Work out how many lines of the data hold the string "Failed", and reply with that number alone.

Stored data:
# # # # #
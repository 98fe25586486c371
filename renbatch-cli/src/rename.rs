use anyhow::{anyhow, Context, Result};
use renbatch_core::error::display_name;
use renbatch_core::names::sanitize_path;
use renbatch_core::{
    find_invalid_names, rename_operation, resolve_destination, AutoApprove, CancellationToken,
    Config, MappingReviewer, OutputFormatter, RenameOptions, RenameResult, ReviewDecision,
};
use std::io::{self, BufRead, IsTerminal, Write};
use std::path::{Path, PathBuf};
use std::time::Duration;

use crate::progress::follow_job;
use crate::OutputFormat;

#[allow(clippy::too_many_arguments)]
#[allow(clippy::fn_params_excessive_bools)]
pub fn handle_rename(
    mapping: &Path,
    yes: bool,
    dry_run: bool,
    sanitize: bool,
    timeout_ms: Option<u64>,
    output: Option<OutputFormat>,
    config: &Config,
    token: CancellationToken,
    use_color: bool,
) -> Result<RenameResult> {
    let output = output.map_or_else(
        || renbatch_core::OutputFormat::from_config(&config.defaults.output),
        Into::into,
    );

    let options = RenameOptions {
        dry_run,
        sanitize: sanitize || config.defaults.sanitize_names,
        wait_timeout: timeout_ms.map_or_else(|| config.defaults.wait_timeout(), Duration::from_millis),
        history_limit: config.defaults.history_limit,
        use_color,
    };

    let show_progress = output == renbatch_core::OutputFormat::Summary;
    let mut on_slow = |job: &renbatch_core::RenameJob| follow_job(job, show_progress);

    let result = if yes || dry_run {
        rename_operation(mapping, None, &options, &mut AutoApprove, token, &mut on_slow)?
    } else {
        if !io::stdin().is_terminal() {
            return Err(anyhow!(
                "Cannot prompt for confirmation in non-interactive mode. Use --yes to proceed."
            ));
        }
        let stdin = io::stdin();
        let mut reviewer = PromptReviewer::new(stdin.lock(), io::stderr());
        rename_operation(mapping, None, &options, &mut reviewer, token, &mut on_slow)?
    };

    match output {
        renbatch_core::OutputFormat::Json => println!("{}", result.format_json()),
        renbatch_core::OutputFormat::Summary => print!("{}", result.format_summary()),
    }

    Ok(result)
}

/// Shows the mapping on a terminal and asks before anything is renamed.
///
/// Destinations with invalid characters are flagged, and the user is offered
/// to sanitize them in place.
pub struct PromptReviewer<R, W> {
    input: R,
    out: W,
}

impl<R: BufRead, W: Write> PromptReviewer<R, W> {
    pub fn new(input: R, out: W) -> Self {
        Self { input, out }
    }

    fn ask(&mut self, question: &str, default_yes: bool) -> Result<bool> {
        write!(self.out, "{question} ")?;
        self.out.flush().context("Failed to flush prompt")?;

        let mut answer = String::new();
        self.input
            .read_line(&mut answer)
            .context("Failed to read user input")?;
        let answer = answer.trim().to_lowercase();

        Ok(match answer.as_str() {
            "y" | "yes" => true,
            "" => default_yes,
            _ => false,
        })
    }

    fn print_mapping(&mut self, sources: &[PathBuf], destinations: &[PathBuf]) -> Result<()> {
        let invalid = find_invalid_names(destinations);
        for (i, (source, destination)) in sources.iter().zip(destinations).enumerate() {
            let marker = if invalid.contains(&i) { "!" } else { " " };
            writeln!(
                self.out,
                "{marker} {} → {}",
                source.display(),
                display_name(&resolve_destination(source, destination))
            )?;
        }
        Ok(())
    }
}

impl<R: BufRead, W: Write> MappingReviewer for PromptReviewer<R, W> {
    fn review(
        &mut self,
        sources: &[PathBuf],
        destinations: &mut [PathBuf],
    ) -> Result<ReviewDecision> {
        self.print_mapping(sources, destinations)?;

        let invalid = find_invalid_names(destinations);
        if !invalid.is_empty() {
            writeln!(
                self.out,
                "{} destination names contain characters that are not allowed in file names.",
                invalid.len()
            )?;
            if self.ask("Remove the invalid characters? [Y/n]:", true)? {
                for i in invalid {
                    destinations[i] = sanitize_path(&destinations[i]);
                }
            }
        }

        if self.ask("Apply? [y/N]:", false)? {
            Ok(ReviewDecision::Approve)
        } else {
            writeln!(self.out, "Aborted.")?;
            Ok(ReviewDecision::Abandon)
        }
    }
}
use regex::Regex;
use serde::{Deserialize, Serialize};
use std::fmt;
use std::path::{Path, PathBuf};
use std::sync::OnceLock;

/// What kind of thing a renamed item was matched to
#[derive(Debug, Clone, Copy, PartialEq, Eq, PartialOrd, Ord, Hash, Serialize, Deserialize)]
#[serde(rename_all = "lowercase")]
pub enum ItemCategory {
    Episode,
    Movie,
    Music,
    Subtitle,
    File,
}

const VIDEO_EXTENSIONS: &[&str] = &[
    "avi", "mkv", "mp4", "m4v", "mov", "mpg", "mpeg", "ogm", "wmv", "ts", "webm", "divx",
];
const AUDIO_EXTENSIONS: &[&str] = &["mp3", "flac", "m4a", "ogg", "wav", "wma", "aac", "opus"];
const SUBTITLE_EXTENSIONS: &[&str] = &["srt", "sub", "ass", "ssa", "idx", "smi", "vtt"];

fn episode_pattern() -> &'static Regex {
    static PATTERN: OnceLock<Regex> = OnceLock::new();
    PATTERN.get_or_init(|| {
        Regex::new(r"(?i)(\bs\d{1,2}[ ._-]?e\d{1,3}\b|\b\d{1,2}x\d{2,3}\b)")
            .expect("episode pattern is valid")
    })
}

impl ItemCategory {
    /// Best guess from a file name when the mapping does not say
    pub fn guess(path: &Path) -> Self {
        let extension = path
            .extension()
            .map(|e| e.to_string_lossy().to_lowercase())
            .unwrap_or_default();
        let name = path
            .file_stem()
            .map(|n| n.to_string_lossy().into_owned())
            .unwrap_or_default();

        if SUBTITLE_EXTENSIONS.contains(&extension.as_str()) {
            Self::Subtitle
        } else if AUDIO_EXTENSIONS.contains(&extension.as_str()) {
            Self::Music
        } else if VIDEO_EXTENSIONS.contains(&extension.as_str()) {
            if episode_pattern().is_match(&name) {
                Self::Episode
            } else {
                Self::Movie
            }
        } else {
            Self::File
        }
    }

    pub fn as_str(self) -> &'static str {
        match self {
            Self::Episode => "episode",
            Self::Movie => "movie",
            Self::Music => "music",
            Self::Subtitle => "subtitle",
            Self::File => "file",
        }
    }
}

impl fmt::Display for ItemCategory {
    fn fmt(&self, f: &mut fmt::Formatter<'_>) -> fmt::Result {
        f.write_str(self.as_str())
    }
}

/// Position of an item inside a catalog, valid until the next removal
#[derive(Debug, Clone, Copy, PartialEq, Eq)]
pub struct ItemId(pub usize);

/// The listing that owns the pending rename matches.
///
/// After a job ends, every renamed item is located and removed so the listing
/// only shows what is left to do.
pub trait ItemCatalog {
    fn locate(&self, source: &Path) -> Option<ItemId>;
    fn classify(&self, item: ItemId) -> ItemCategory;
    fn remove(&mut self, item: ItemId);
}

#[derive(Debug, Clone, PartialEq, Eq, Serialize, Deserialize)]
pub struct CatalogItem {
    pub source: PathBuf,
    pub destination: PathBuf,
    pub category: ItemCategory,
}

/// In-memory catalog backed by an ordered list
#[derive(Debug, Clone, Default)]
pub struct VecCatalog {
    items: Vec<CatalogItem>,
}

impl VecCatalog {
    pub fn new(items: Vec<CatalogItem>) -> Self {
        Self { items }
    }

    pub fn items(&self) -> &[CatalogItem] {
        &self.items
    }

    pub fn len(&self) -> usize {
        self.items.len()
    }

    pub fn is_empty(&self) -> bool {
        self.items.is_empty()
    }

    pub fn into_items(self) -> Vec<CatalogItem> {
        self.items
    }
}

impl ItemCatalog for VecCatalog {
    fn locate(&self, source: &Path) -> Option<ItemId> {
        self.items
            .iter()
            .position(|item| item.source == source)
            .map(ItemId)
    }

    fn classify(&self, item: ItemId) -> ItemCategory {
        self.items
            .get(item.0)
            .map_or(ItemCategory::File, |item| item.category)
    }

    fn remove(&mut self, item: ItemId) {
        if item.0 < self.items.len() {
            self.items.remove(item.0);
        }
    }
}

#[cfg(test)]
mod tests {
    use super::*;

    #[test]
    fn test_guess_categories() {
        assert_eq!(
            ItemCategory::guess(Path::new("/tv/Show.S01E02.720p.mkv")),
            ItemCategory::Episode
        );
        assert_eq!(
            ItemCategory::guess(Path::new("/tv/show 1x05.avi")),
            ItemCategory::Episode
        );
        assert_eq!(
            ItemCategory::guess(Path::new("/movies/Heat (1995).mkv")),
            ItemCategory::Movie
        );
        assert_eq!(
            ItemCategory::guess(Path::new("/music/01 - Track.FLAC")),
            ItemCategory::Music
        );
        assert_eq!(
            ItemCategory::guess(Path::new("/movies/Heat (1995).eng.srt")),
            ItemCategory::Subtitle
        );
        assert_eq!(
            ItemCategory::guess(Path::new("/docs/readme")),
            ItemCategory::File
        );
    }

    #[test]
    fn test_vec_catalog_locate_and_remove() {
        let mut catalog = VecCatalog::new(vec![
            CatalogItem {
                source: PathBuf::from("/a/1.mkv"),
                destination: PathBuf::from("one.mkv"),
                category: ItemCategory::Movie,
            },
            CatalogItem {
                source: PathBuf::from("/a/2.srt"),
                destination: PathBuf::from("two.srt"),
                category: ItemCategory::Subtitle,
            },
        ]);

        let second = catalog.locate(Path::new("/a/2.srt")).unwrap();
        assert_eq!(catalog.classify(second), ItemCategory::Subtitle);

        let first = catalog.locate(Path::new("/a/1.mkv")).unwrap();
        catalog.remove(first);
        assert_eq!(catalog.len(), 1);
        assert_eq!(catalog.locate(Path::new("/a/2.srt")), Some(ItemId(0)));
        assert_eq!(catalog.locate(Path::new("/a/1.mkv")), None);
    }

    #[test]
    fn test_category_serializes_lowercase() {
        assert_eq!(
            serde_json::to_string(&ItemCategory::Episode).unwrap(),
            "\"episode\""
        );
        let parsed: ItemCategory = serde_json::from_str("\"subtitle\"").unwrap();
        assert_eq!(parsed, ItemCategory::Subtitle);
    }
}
# # # # #
Exercise output – 2